The downside is a windowless work space the size of a closet. Milo is long-limbed and bulky and when he stretches he often touches plaster. When he’s in a certain mood the place has the feel of an old-fashioned zoo cage, one of those claustrophobic confinements utilized before people started thinking of animals as having souls.

He sank down into his desk chair, setting off a tirade of squeaks, read the list, passed it over.

Holly Ruche’s dream abode was a thirty-one-hundred-square-foot single-family residence situated in what was then the Monte Mar-Vista Tract, completed on January 5, 1927, and sold three months later to Mr. and Mrs. Jacob Thornton. After ten years, possession passed to the Thorntons’ daughter, Marjorie, who unloaded the property thirteen months later to Dr. and Mrs. Malcolm Crowell Larner.

The Larners lived there until 1943, when the deed was transferred to Dr. and Mrs.
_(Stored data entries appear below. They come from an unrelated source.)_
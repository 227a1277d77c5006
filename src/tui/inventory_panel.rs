//! Inventory panel widget: the four item slots and their counts.

use ratatui::{
    layout::Rect,
    style::Style,
    text::{Line, Span},
    widgets::{Block, Borders, Paragraph},
    Frame,
};

use super::{AppState, Focus};

/// Inventory panel widget.
pub struct InventoryPanel;

impl InventoryPanel {
    /// Render one line per slot, highlighting the selected one.
    pub fn render(f: &mut Frame, area: Rect, state: &AppState) {
        let theme = &state.theme;

        let lines: Vec<Line> = state
            .inventory
            .settings()
            .iter()
            .enumerate()
            .map(|(index, setting)| {
                let selected = state.focus == Focus::Inventory && index == state.selected_slot;
                let marker = if selected { "▸" } else { " " };
                let label_style = if selected {
                    Style::default().fg(theme.accent)
                } else {
                    Style::default().fg(theme.text)
                };
                let count_style = if setting.count == 0 {
                    Style::default().fg(theme.text_muted)
                } else {
                    Style::default().fg(theme.primary)
                };
                Line::from(vec![
                    Span::styled(format!("{marker} Slot {}: ", index + 1), label_style),
                    Span::styled(format!("{:<7}", setting.size.label()), label_style),
                    Span::styled(format!("count {}", setting.count), count_style),
                ])
            })
            .collect();

        let panel = Paragraph::new(lines).block(
            Block::default()
                .title(" Items ")
                .borders(Borders::ALL)
                .border_style(Style::default().fg(if state.focus == Focus::Inventory {
                    theme.accent
                } else {
                    theme.primary
                })),
        );

        f.render_widget(panel, area);
    }
}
George J. Del Rios. The Del Rioses resided at the property until 1955, after which possession shifted to the Del Rios Family Trust. In 1961, ownership passed to the Robert and Alice Hannah Family Trust and in ’74 Alice Hannah, newly widowed, took sole possession, a status that had endured until sixty days ago when her heirs sold to Mr. and Mrs. Matthew Ruche.

Initial purchase price: forty-eight hundred dollars. Holly and Matt had gotten a recession bargain at nine hundred forty thousand dollars, with a down payment of a hundred seventy-five thousand and the remainder financed by a low-interest loan.

Milo jabbed the list twice. “Dr. Larner to Dr. Del Rios. The time frame works, that box came from a hospital, and a shady white-coat fits with swiping medical equipment for personal use.”